La maggioranza delle strade interne di un territorio comunitario autosuffieciente sono costituite da viottoli di campagna, quindi l’uso della bicicletta ha un’importanza cruciale sia dal punto di vista pratico che ecologico. La bicicletta ha un’importanza pratica perché è un mezzo di trasporto economico, accessibile e a bassa manutenzione, che non richiede carburanti fossili, ideale per spostarsi efficacemente in un contesto di viottoli di campagna e percorsi interni stretti e non asfaltati.
Offre libertà di movimento e autonomia, facilitando gli spostamenti rapidi fuori dalla struttura abitativa polifunzionale e tra eventuali aree agricole o produttive vicine. Promuove la salute fisica degli individui, riducendo il rischio di malattie cardiovascolari e migliorando il benessere mentale grazie all’attività fisica regolare. La bici è inoltre più facile da parcheggiare e gestire rispetto ad altri mezzi, garantendo un’organizzazione efficiente degli spazi della comunità. Le federazioni danno molta importanza alla bicicletta come mezzo ecologico di trasporto interno, infatti rappresenta un trasporto a emissioni zero, contribuendo alla riduzione dell’inquinamento atmosferico e migliorando la qualità dell’aria all’interno e intorno alla comunità.

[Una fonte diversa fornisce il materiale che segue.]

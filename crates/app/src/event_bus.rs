//! In-process session event bus backed by a tokio broadcast channel.

use fitrecord_domain::sample::Sample;
use tokio::sync::broadcast;

/// Why a session stopped.
#[derive(Debug, Clone, Copy, PartialEq, Eq)]
pub enum DeactivationReason {
    /// `deactivate` was called.
    Requested,
    /// The consumer reported no recording status for too long.
    Idle,
}

/// Something observers of a recording session may care about.
#[derive(Debug, Clone, PartialEq)]
pub enum SessionEvent {
    Activated,
    /// Values derived by the consumer from the latest frame.
    SensorData(Sample),
    StatusText(String),
    Deactivated { reason: DeactivationReason },
}

/// In-process event bus using a tokio [`broadcast`] channel.
///
/// Publishing succeeds even when there are no active subscribers
/// (the event is simply dropped).
#[derive(Debug, Clone)]
pub struct SessionEventBus {
    sender: broadcast::Sender<SessionEvent>,
}

impl SessionEventBus {
    /// Create a new event bus with the given channel capacity.
    #[must_use]
    pub fn new(capacity: usize) -> Self {
        let (sender, _) = broadcast::channel(capacity);
        Self { sender }
    }

    /// Subscribe to events on this bus.
    ///
    /// Returns a receiver that will get all events published *after*
    /// the subscription is created.
    #[must_use]
    pub fn subscribe(&self) -> broadcast::Receiver<SessionEvent> {
        self.sender.subscribe()
    }

    pub fn publish(&self, event: SessionEvent) {
        // fails only when nobody listens
        let _ = self.sender.send(event);
    }
}
//! Telemetry consumer writing one JSON object per frame.

use std::collections::BTreeSet;
use std::io::Write;
use std::sync::{Mutex, PoisonError};

use fitrecord_app::ports::sink::STATUS_METRIC;
use fitrecord_app::ports::{SinkReply, TelemetrySink};
use fitrecord_domain::error::SinkError;
use fitrecord_domain::id::SensorId;
use fitrecord_domain::sample::{Sample, TelemetryFrame};

/// Recording status reported while at least one activity sensor has data.
const RECORDING: f64 = 1.0;

/// Writes every forwarded frame as a JSON line.
///
/// The reply carries a recording status only while one of the activity
/// sensors (the peripherals) reports metrics, so an unattended session with
/// nothing connected eventually switches itself off.
pub struct JsonLinesSink<W> {
    writer: Mutex<W>,
    activity: BTreeSet<SensorId>,
}

impl<W: Write + Send + 'static> JsonLinesSink<W> {
    pub fn new(writer: W, activity: impl IntoIterator<Item = SensorId>) -> Self {
        Self {
            writer: Mutex::new(writer),
            activity: activity.into_iter().collect(),
        }
    }

    fn reply(&self, frame: &TelemetryFrame) -> SinkReply {
        let reporting = self
            .activity
            .iter()
            .filter(|id| frame.get(id.as_str()).is_some_and(|s| !s.is_empty()))
            .count();
        if reporting == 0 {
            return SinkReply {
                data: Sample::new(),
                status_text: Some("waiting for sensors".to_string()),
            };
        }
        SinkReply {
            data: Sample::new().with(STATUS_METRIC, RECORDING),
            status_text: Some(format!(
                "{reporting} of {} sensors reporting",
                self.activity.len()
            )),
        }
    }

    fn write(&self, frame: &TelemetryFrame) -> std::io::Result<()> {
        let mut writer = self.writer.lock().unwrap_or_else(PoisonError::into_inner);
        serde_json::to_writer(&mut *writer, frame)?;
        writer.write_all(b"\n")?;
        writer.flush()
    }
}

impl<W: Write + Send + 'static> TelemetrySink for JsonLinesSink<W> {
    async fn forward(&self, frame: TelemetryFrame) -> Result<SinkReply, SinkError> {
        self.write(&frame).map_err(|err| SinkError(Box::new(err)))?;
        Ok(self.reply(&frame))
    }
}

Favorisce la transizione verso un modello di mobilità sostenibile, essenziale in un contesto autosufficiente e tecnologicamente avanzato volto alla sostenibilità ambientale. Riduce la congestione del traffico e l’usura delle infrastrutture stradali di piccola scala come i viottoli di campagna, preservandone l’integrità e il paesaggio circostante. In ultimo, ma non meno importante, l’uso della bicicletta è in linea con i principi di economia circolare e sostenibilità, riducendo la dipendenza da energie non rinnovabili ed evitando l’inquinamento acustico e chimico.
Si insisterà tanto sull’uso della bicicletta nel territorio comunitario perché è un’attività fisica moderata ma costante, che migliora la resistenza cardiovascolare, la forza muscolare e la mobilità articolare, contribuendo a prevenire malattie croniche come obesità, diabete e ipertensione. Favorisce la gestione del peso corporeo e migliora la postura e la coordinazione motoria. Abbassa il rischio di malattie legate alla sedentarietà, migliorando la qualità della vita complessiva e la longevità. Ha anche un impatto sulla salute mentale, perché pedalare regolarmente riduce lo stress e l’ansia grazie al rilascio di endorfine e alla stimolazione della circolazione sanguigna, con effetti benefici sull’umore e sul benessere emotivo.
Permette di favorire momenti di socializzazione e connessione con gli altri membri della comunità, rafforzando il senso di appartenenza. L’attività fisica all’aperto stimola la mente, aumenta la creatività e migliora la concentrazione, elementi fondamentali in un contesto comunitario coeso e collaborativo. In pratica, la bicicletta contribuisce a sostenere non solo la salute fisica riducendo malattie legate allo stile di vita sedentario, ma anche quella mentale migliorando il benessere emotivo e sociale, aspetti cruciali per una comunità densa ed efficiente come quella descritta.